The Reporter units in the contrast agents of the invention may have a be any unit for detection either directly or indirectly or in an in vivo diagnostic imaging procedure, e.g. Units containing detectable radiation (e.g., by radioactive Decay, fluorescence excitation, spin resonance excitation, etc.) or be induced to emit them, units that are local electromagnetic fields (e.g., paramagnetic, superparamagnetic, ferrimagnetic or ferromagnetic species), units which Absorb or scatter radiant energy (e.g., chromophores, particles (including gas or liquid containing vesicle), heavy elements and compounds thereof, etc.), and units producing a detectable substance (e.g. Gas microbubble generators) Etc.

A very broad range of materials detectable by diagnostic imaging moieties are known in the art and the reporter will be selected according to the imaging modality to be used. For example, for ultrasound imaging, an echogenic material or material capable of generating an echogenic material may normally be selected; for X-ray imaging, the reporter will generally be or contain a heavy atom (eg, a relative atomic mass of 38 or above). For MR imaging, the reporter will either be a non-zero nuclear spin isotope (such as ¹⁹ F) or a material with unpaired electron spins and therefore paramagnetic, superparamagnetic, ferrimagnetic or ferromagnetic properties, for light imaging the reporter will be a light scatterer (eg for a magnetometric imaging, the reporter will have detectable magnetic properties, for imaging with electrical impedance the reporter will affect electrical impedance and for scintigraphy, SPECT, PET etc. the reporter will become a radionuclide se in.

Examples of suitable reporters are widely known from the literature of diagnostic imaging, eg, magnetic iron oxide particles, gas-containing vesicles, chelated paramagnetic metals (such as Gd, Dy, Mn, Fe, etc.). See, for example, US-A-4647447, WO 97/25073, US-A-4863715, US-A-4770183, WO 96/09840, WO 85/02772, WO 92/17212, WO 97/29783, EP-A-554213, US Pat. No. 5,228,446, WO 91/15243, WO 93/05818, WO 96/23524, WO 96/17628, US Pat. 5387080, WO 95/26205, GB 9624918.0 , Etc.
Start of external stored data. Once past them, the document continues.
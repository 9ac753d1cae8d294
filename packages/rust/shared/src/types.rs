//! Core domain types: the inferred type model, registry entries, and the snapshot manifest.

use std::collections::BTreeSet;
use std::fmt;
use std::str::FromStr;

use chrono::{DateTime, Utc};
use serde::{Deserialize, Serialize};

use crate::error::{DocbindError, Result};

/// Current schema version for the snapshot manifest format.
pub const CURRENT_SCHEMA_VERSION: u32 = 1;

// ---------------------------------------------------------------------------
// TypeExpr
// ---------------------------------------------------------------------------

/// Primitive wire types.
#[derive(Debug, Clone, Copy, PartialEq, Eq, Hash)]
pub enum Scalar {
    Bool,
    Int,
    Int64,
    Float,
    String,
}

impl Scalar {
    /// Canonical lowercase name, as used in the snapshot notation.
    pub fn as_str(self) -> &'static str {
        match self {
            Self::Bool => "bool",
            Self::Int => "int",
            Self::Int64 => "int64",
            Self::Float => "float",
            Self::String => "string",
        }
    }

    fn from_canonical(s: &str) -> Option<Self> {
        match s {
            "bool" => Some(Self::Bool),
            "int" => Some(Self::Int),
            "int64" => Some(Self::Int64),
            "float" => Some(Self::Float),
            "string" => Some(Self::String),
            _ => None,
        }
    }
}

/// Normalized type of a field, parameter, or return value.
///
/// Serialized in a compact notation: `int64`, `[Message]`, `int64 | string`,
/// `Message`, `opaque(InputFile)`.
#[derive(Debug, Clone, PartialEq, Eq, Hash, Serialize, Deserialize)]
#[serde(into = "String", try_from = "String")]
pub enum TypeExpr {
    Scalar(Scalar),
    ArrayOf(Box<TypeExpr>),
    /// Alternatives in document order; duplicates are kept.
    Union(Vec<TypeExpr>),
    /// Named data type, not yet checked against the registry.
    Reference(String),
    /// Named type that is not a known data type; carried as generic JSON.
    Opaque(String),
}

impl TypeExpr {
    /// Wrap `inner` in `depth` levels of `ArrayOf`.
    pub fn array_of(inner: TypeExpr, depth: usize) -> Self {
        (0..depth).fold(inner, |ty, _| TypeExpr::ArrayOf(Box::new(ty)))
    }

    /// Replace every `Reference` whose target is not registered with `Opaque`.
    pub fn resolve(self, registry: &TypeRegistry) -> Self {
        match self {
            TypeExpr::Reference(name) if !registry.contains(&name) => TypeExpr::Opaque(name),
            TypeExpr::ArrayOf(inner) => TypeExpr::ArrayOf(Box::new(inner.resolve(registry))),
            TypeExpr::Union(members) => {
                TypeExpr::Union(members.into_iter().map(|m| m.resolve(registry)).collect())
            }
            other => other,
        }
    }
}

impl fmt::Display for TypeExpr {
    fn fmt(&self, f: &mut fmt::Formatter<'_>) -> fmt::Result {
        match self {
            TypeExpr::Scalar(s) => f.write_str(s.as_str()),
            TypeExpr::ArrayOf(inner) => write!(f, "[{inner}]"),
            TypeExpr::Union(members) => {
                for (i, member) in members.iter().enumerate() {
                    if i > 0 {
                        f.write_str(" | ")?;
                    }
                    write!(f, "{member}")?;
                }
                Ok(())
            }
            TypeExpr::Reference(name) => f.write_str(name),
            TypeExpr::Opaque(name) => write!(f, "opaque({name})"),
        }
    }
}

impl FromStr for TypeExpr {
    type Err = DocbindError;

    fn from_str(s: &str) -> Result<Self> {
        let s = s.trim();
        if s.is_empty() {
            return Err(DocbindError::validation("empty type notation"));
        }

        let members = split_top_level(s);
        if members.len() > 1 {
            return members
                .into_iter()
                .map(|m| m.parse::<TypeExpr>())
                .collect::<Result<Vec<_>>>()
                .map(TypeExpr::Union);
        }

        if let Some(inner) = s.strip_prefix('[').and_then(|r| r.strip_suffix(']')) {
            return Ok(TypeExpr::ArrayOf(Box::new(inner.parse()?)));
        }

        if let Some(inner) = s.strip_prefix("opaque(").and_then(|r| r.strip_suffix(')')) {
            return Ok(TypeExpr::Opaque(inner.to_string()));
        }

        if let Some(scalar) = Scalar::from_canonical(s) {
            return Ok(TypeExpr::Scalar(scalar));
        }

        if s.starts_with(|c: char| c.is_ascii_uppercase()) && s.chars().all(|c| c.is_alphanumeric()) {
            return Ok(TypeExpr::Reference(s.to_string()));
        }

        Err(DocbindError::validation(format!("invalid type notation '{s}'")))
    }
}

/// Split on `|` outside of brackets/parentheses.
fn split_top_level(s: &str) -> Vec<&str> {
    let mut parts = Vec::new();
    let mut depth = 0usize;
    let mut start = 0;

    for (i, c) in s.char_indices() {
        match c {
            '[' | '(' => depth += 1,
            ']' | ')' => depth = depth.saturating_sub(1),
            '|' if depth == 0 => {
                parts.push(s[start..i].trim());
                start = i + 1;
            }
            _ => {}
        }
    }
    parts.push(s[start..].trim());
    parts
}

impl From<TypeExpr> for String {
    fn from(ty: TypeExpr) -> Self {
        ty.to_string()
    }
}

impl TryFrom<String> for TypeExpr {
    type Error = DocbindError;

    fn try_from(s: String) -> Result<Self> {
        s.parse()
    }
}

// ---------------------------------------------------------------------------
// Registry entries
// ---------------------------------------------------------------------------

/// One field of a data type.
#[derive(Debug, Clone, PartialEq, Serialize, Deserialize)]
pub struct FieldSpec {
    /// Wire name, exactly as documented.
    pub name: String,
    #[serde(rename = "type")]
    pub ty: TypeExpr,
    #[serde(default)]
    pub optional: bool,
    #[serde(default, skip_serializing_if = "String::is_empty")]
    pub description: String,
}

/// One parameter of an operation.
#[derive(Debug, Clone, PartialEq, Serialize, Deserialize)]
pub struct ParamSpec {
    /// Wire name, exactly as documented.
    pub name: String,
    #[serde(rename = "type")]
    pub ty: TypeExpr,
    #[serde(default)]
    pub required: bool,
    #[serde(default, skip_serializing_if = "String::is_empty")]
    pub description: String,
}

/// A named structured record of the remote API.
#[derive(Debug, Clone, PartialEq, Serialize, Deserialize)]
pub struct DataTypeEntry {
    pub name: String,
    #[serde(default, skip_serializing_if = "String::is_empty")]
    pub description: String,
    #[serde(default, skip_serializing_if = "String::is_empty")]
    pub additional_notes: String,
    #[serde(default, skip_serializing_if = "Vec::is_empty")]
    pub fields: Vec<FieldSpec>,
}

/// A named remote callable.
#[derive(Debug, Clone, PartialEq, Serialize, Deserialize)]
pub struct OperationEntry {
    pub name: String,
    #[serde(default, skip_serializing_if = "String::is_empty")]
    pub description: String,
    #[serde(default, skip_serializing_if = "String::is_empty")]
    pub additional_notes: String,
    #[serde(default, skip_serializing_if = "Vec::is_empty")]
    pub parameters: Vec<ParamSpec>,
    pub return_type: TypeExpr,
}

// ---------------------------------------------------------------------------
// Registries
// ---------------------------------------------------------------------------

/// Immutable set of recognized data-type names.
#[derive(Debug, Clone, Default, PartialEq, Eq)]
pub struct TypeRegistry {
    names: BTreeSet<String>,
}

impl TypeRegistry {
    pub fn contains(&self, name: &str) -> bool {
        self.names.contains(name)
    }

    pub fn len(&self) -> usize {
        self.names.len()
    }

    pub fn is_empty(&self) -> bool {
        self.names.is_empty()
    }
}

impl<S: Into<String>> FromIterator<S> for TypeRegistry {
    fn from_iter<I: IntoIterator<Item = S>>(iter: I) -> Self {
        Self {
            names: iter.into_iter().map(Into::into).collect(),
        }
    }
}

/// Both registries in first-seen document order.
#[derive(Debug, Clone, Default, PartialEq)]
pub struct Registries {
    pub types: Vec<DataTypeEntry>,
    pub operations: Vec<OperationEntry>,
}

impl Registries {
    /// Name registry derived from the data-type entries.
    pub fn type_registry(&self) -> TypeRegistry {
        self.types.iter().map(|t| t.name.as_str()).collect()
    }
}

// ---------------------------------------------------------------------------
// SnapshotManifest
// ---------------------------------------------------------------------------

/// Checksum record for one written artifact.
#[derive(Debug, Clone, PartialEq, Serialize, Deserialize)]
pub struct ArtifactMeta {
    pub filename: String,
    pub sha256: String,
    pub size_bytes: usize,
}

/// The `manifest.json` written next to the artifacts.
#[derive(Debug, Clone, Serialize, Deserialize)]
pub struct SnapshotManifest {
    /// Schema version for forward compatibility.
    pub schema_version: u32,
    /// URL (or local path) the HTML was read from.
    pub source_url: String,
    /// Tool version that produced the artifacts.
    pub tool_version: String,
    pub generated_at: DateTime<Utc>,
    /// SHA-256 of the input HTML; absent when a snapshot without one was regenerated.
    #[serde(default, skip_serializing_if = "Option::is_none")]
    pub input_sha256: Option<String>,
    pub type_count: usize,
    pub operation_count: usize,
    #[serde(default)]
    pub artifacts: Vec<ArtifactMeta>,
}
Particularly preferred as reporters are: chelated paramagnetic metal ions such as Gd, Dy, Fe and Mn, especially when chelated by macrocyclic chelating groups (eg tetraazacyclododecane chelating agents such as DOTA, DO3A, HP-DO3A and analogs thereof) or by linker Chelating groups such as DTPA, DTPA-BMA, EDTA, DPDP, etc .; ^{Metal radionuclides} such as ⁹⁰ Y, ^99m Tc, ¹¹¹ In, ⁴⁷ Sc, ⁶⁷ / Ga, ⁵¹ Cr, ^177m Sn, ⁶⁷ Cu, ¹⁶⁷ Tm, ⁹⁷ Ru, ¹⁸⁸ Re, ¹⁷⁷ Lu, ¹⁹⁹ Au, ²⁰³ Pb and ¹⁴¹ Ce; superparamagnetic iron oxide crystals; Chromophores and fluorophores with absorption and / or emission maxima in the range of 300 nm to 1400 nm, especially 600 nm to 1200 nm, in particular 650 nm to 1000 nm; Vesicles containing fluorinated gases (ie containing the materials in the gaseous phase at 37 ° C containing fluorine, eg SF ₆ or perfluorinated C _1-6 hydrocarbons or other gases and gas precursors listed in WO 97/29783) ; chelated heavy metal cluster ions (eg, W or Mo polyoxy anions or the sulfur or mixed oxygen / sulfur analogs); covalently bonded non-metallic atoms that are either of high atomic number (eg, iodine) or radioactive, eg ¹²³ I, ¹³¹ I, etc .; atoms; an iodinated compound containing vesicles; Etc.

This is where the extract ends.